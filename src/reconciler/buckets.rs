//! # Bucket Reconciler
//!
//! Brings the cluster's buckets in line with the declared list.
//!
//! Existence is re-checked against the cluster before every mutation; nothing
//! is cached between calls. A bucket created or removed by someone else between
//! the check and the mutation surfaces as a tool error.

use crate::error::AdminError;
use crate::mc::commands::{alias_root, bucket_root};
use crate::mc::{json, CommandRunner, McCommand};
use crate::reconciler::types::{
    BatchReport, Bucket, BucketStatus, CreateOutcome, DeleteOutcome, ListEntry,
};
use tracing::{error, info, warn};

/// Reconciler for buckets under one alias
#[derive(Debug)]
pub struct BucketReconciler<R: CommandRunner> {
    runner: R,
    alias: String,
    declared: Vec<String>,
}

impl<R: CommandRunner> BucketReconciler<R> {
    pub fn new(runner: R, alias: impl Into<String>, declared: Vec<String>) -> Self {
        Self {
            runner,
            alias: alias.into(),
            declared,
        }
    }

    /// Declared bucket names, in declared order
    #[must_use]
    pub fn declared(&self) -> &[String] {
        &self.declared
    }

    /// List buckets at the alias root
    ///
    /// Returns an empty list (and logs the error) when `mc` fails.
    pub async fn list(&self) -> Vec<Bucket> {
        let command = McCommand::list_json(&alias_root(&self.alias));
        let output = match self.runner.run(&command).await.and_then(|o| o.into_result(&command)) {
            Ok(output) => output,
            Err(e) => {
                error!("❌ Failed to list buckets: {}", e);
                return Vec::new();
            }
        };

        json::parse_lines::<ListEntry>(&output.stdout)
            .into_iter()
            .filter_map(ListEntry::into_bucket)
            .collect()
    }

    /// Whether `name` exists, judged solely by the exit status of `mc ls <alias>/<name>/`
    pub async fn exists(&self, name: &str) -> bool {
        let command = McCommand::list_json(&bucket_root(&self.alias, name));
        match self.runner.run(&command).await {
            Ok(output) => output.success,
            Err(e) => {
                warn!("Could not check bucket '{}': {}", name, e);
                false
            }
        }
    }

    /// Create `name` unless it already exists
    pub async fn create(&self, name: &str) -> Result<CreateOutcome, AdminError> {
        if self.exists(name).await {
            info!("ℹ️  Bucket '{}' already exists", name);
            return Ok(CreateOutcome::AlreadyPresent);
        }

        let command = McCommand::make_bucket(&self.alias, name);
        match self.runner.run(&command).await.and_then(|o| o.into_result(&command)) {
            Ok(_) => {
                info!("✅ Bucket '{}' created", name);
                Ok(CreateOutcome::Created)
            }
            Err(e) => {
                error!("❌ Failed to create bucket '{}': {}", name, e);
                Err(e)
            }
        }
    }

    /// Create every declared bucket in order
    ///
    /// Each bucket is attempted independently; failures do not stop the batch
    /// and buckets already created are left in place.
    pub async fn create_declared(&self) -> BatchReport {
        info!(
            "🪣 Creating declared buckets ({} total)",
            self.declared.len()
        );

        let mut results = Vec::with_capacity(self.declared.len());
        for name in &self.declared {
            info!("📦 Creating bucket '{}'", name);
            let result = self.create(name).await;
            results.push((name.clone(), result));
        }

        let report = BatchReport { results };
        info!(
            "📊 Bucket creation: {}/{} succeeded",
            report.succeeded(),
            report.total()
        );
        report
    }

    /// Delete `name` if it exists; `force` removes a non-empty bucket
    pub async fn delete(&self, name: &str, force: bool) -> Result<DeleteOutcome, AdminError> {
        if !self.exists(name).await {
            warn!("⚠️  Bucket '{}' does not exist", name);
            return Ok(DeleteOutcome::AlreadyAbsent);
        }

        let command = McCommand::remove_bucket(&self.alias, name, force);
        match self.runner.run(&command).await.and_then(|o| o.into_result(&command)) {
            Ok(_) => {
                info!("✅ Bucket '{}' deleted", name);
                Ok(DeleteOutcome::Deleted)
            }
            Err(e) => {
                error!("❌ Failed to delete bucket '{}': {}", name, e);
                Err(e)
            }
        }
    }

    /// Existence of each declared bucket; read-only
    pub async fn status_report(&self) -> Vec<BucketStatus> {
        let mut statuses = Vec::with_capacity(self.declared.len());
        for name in &self.declared {
            statuses.push(BucketStatus {
                name: name.clone(),
                exists: self.exists(name).await,
            });
        }
        statuses
    }
}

§ **What to do**: All that is needed is the exact run of lines above from the line containing "#[derive(Debug)]" through the line containing "pub fn new(runner: R, alias: impl", both of them included.

§ **Solution for this exercise**:
#[derive(Debug)]
pub struct BucketReconciler<R: CommandRunner> {
    runner: R,
    alias: String,
    declared: Vec<String>,
}

impl<R: CommandRunner> BucketReconciler<R> {
    pub fn new(runner: R, alias: impl Into<String>, declared: Vec<String>) -> Self {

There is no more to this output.